*EXERCISE AIM:* Starting at the line below holding "repository d41166e09e839151" and stopping at the line holding "encoded file content.", print every line exactly, both ends included, and leave the rest out.
[[ SUPPLIED RECORDS, beginning ]]
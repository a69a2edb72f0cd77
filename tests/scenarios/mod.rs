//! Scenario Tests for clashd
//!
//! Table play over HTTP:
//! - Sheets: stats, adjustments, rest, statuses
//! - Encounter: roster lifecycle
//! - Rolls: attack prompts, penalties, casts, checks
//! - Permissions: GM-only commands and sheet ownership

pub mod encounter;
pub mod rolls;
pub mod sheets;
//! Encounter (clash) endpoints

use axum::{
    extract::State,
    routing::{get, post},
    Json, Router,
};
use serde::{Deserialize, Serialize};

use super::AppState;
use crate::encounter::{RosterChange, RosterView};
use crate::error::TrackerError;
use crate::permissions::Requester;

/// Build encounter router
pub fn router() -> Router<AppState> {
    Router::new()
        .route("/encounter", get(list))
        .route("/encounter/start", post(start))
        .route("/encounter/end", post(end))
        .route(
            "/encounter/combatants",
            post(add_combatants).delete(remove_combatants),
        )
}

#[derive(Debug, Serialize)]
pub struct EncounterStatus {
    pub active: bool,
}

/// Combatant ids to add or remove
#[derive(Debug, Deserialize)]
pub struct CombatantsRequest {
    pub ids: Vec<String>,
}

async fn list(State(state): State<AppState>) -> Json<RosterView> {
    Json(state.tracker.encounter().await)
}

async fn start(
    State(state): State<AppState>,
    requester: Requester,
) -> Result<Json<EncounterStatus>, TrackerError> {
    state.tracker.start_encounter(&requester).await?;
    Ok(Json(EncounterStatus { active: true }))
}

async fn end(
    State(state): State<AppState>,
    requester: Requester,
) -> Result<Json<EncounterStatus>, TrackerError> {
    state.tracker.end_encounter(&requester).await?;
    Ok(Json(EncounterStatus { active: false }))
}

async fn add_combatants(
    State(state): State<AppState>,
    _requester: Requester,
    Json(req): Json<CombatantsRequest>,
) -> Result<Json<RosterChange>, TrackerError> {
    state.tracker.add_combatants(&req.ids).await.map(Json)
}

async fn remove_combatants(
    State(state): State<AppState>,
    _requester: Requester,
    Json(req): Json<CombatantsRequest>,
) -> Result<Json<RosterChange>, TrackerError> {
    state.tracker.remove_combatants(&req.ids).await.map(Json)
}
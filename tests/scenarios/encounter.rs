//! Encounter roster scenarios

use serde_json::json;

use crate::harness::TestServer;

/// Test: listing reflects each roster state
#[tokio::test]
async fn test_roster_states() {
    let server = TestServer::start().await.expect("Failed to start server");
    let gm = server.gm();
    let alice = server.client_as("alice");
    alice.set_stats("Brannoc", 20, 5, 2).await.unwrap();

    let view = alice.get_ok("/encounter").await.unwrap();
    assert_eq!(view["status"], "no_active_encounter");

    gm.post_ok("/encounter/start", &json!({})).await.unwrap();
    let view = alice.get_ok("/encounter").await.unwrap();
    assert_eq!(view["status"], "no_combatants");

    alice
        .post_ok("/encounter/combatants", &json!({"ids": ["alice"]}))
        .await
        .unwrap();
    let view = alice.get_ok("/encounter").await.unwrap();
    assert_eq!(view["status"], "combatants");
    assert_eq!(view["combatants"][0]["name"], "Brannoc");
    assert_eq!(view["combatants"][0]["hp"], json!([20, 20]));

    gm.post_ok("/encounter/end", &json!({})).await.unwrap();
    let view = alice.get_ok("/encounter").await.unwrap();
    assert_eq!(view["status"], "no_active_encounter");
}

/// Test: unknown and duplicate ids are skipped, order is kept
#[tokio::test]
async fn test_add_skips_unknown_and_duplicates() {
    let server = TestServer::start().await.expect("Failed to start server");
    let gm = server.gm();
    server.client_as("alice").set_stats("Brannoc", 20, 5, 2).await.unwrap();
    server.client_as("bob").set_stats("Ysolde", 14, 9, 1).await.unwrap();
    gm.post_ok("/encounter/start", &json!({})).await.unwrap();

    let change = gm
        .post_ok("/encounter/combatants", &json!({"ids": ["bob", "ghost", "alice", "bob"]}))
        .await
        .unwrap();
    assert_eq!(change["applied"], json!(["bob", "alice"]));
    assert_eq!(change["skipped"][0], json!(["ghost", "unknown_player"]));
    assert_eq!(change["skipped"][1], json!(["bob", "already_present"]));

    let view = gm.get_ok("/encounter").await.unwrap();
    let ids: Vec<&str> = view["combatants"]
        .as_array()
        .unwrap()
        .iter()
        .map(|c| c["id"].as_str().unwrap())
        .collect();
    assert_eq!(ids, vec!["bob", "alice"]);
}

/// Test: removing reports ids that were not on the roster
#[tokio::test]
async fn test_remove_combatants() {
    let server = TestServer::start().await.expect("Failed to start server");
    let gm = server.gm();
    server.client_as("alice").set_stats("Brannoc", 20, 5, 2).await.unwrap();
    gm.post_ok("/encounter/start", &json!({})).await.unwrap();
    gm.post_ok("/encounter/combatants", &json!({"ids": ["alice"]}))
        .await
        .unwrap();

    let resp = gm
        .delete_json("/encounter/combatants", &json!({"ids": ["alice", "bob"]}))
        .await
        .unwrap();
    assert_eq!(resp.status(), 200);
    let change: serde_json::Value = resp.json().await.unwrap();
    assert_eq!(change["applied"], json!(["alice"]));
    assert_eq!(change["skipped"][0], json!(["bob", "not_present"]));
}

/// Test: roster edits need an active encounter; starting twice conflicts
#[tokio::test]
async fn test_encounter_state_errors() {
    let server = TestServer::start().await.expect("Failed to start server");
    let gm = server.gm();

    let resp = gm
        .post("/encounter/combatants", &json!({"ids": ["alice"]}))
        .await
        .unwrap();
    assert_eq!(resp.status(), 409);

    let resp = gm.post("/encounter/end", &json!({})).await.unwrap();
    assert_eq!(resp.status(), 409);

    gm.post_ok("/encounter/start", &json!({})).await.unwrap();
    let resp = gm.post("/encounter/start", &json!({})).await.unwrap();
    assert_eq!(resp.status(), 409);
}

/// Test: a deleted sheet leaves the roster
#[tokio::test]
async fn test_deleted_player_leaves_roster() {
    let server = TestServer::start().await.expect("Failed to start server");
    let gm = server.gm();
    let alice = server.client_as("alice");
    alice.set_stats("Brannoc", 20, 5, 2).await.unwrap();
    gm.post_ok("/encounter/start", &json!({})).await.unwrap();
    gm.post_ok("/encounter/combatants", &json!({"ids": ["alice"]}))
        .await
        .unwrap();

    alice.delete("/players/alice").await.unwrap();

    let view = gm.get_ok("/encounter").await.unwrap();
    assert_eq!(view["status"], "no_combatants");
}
[[ SUPPLIED RECORDS, end ]]
[[ SUPPLIED RECORDS, beginning ]]
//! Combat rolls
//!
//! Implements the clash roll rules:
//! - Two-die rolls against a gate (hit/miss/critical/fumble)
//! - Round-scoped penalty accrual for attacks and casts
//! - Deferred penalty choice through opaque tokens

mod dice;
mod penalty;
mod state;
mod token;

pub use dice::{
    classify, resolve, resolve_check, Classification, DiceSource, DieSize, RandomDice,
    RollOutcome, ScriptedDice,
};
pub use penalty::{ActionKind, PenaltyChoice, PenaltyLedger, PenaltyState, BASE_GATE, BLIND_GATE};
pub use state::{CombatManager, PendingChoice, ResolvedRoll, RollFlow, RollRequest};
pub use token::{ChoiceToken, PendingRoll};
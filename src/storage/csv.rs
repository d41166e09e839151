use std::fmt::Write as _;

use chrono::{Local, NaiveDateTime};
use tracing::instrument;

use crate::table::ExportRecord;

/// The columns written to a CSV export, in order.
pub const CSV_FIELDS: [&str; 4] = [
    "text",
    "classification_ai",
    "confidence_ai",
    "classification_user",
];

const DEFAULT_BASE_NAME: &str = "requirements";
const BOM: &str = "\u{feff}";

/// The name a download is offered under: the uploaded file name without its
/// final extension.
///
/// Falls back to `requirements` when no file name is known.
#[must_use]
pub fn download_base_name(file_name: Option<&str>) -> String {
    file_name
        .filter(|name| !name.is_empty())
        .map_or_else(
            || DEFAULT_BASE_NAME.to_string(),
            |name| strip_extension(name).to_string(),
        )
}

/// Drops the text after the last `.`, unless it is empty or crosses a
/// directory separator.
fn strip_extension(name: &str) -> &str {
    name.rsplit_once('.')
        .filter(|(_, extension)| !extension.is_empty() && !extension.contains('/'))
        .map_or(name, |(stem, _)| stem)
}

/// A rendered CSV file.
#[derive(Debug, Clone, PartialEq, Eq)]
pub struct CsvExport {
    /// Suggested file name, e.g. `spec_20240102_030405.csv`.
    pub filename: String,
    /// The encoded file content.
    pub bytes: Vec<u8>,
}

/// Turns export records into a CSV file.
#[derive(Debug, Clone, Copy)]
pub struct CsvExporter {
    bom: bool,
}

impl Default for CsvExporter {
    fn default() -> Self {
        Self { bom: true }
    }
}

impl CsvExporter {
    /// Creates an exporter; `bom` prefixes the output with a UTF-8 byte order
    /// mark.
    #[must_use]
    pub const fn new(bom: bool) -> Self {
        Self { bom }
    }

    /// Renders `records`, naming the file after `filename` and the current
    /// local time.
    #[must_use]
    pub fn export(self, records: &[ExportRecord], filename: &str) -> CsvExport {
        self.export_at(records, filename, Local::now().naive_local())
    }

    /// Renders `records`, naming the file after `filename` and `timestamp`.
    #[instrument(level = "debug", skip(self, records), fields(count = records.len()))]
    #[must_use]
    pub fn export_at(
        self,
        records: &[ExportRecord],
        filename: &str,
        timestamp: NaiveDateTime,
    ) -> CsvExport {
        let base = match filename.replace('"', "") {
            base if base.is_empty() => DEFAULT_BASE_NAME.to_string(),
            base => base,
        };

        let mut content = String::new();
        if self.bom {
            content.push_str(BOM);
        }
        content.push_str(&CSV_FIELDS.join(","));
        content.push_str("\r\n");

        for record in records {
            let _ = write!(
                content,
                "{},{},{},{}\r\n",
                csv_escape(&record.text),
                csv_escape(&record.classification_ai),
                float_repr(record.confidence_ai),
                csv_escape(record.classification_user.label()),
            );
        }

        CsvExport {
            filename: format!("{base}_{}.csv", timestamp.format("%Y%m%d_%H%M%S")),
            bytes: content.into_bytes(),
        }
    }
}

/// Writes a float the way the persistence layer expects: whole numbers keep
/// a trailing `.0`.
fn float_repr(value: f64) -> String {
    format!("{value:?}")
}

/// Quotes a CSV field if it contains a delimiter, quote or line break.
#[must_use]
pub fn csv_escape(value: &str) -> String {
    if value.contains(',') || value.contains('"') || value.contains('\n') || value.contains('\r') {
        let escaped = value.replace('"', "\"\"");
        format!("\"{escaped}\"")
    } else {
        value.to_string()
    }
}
[[ SUPPLIED RECORDS, end ]]
*ANSWER TO THIS EXERCISE:*
repository d41166e09e839151
use std::fmt::Write as _;

use chrono::{Local, NaiveDateTime};
use tracing::instrument;

use crate::table::ExportRecord;

/// The columns written to a CSV export, in order.
pub const CSV_FIELDS: [&str; 4] = [
    "text",
    "classification_ai",
    "confidence_ai",
    "classification_user",
];

const DEFAULT_BASE_NAME: &str = "requirements";
const BOM: &str = "\u{feff}";

/// The name a download is offered under: the uploaded file name without its
/// final extension.
///
/// Falls back to `requirements` when no file name is known.
#[must_use]
pub fn download_base_name(file_name: Option<&str>) -> String {
    file_name
        .filter(|name| !name.is_empty())
        .map_or_else(
            || DEFAULT_BASE_NAME.to_string(),
            |name| strip_extension(name).to_string(),
        )
}

/// Drops the text after the last `.`, unless it is empty or crosses a
/// directory separator.
fn strip_extension(name: &str) -> &str {
    name.rsplit_once('.')
        .filter(|(_, extension)| !extension.is_empty() && !extension.contains('/'))
        .map_or(name, |(stem, _)| stem)
}

/// A rendered CSV file.
#[derive(Debug, Clone, PartialEq, Eq)]
pub struct CsvExport {
    /// Suggested file name, e.g. `spec_20240102_030405.csv`.
    pub filename: String,
    /// The encoded file content.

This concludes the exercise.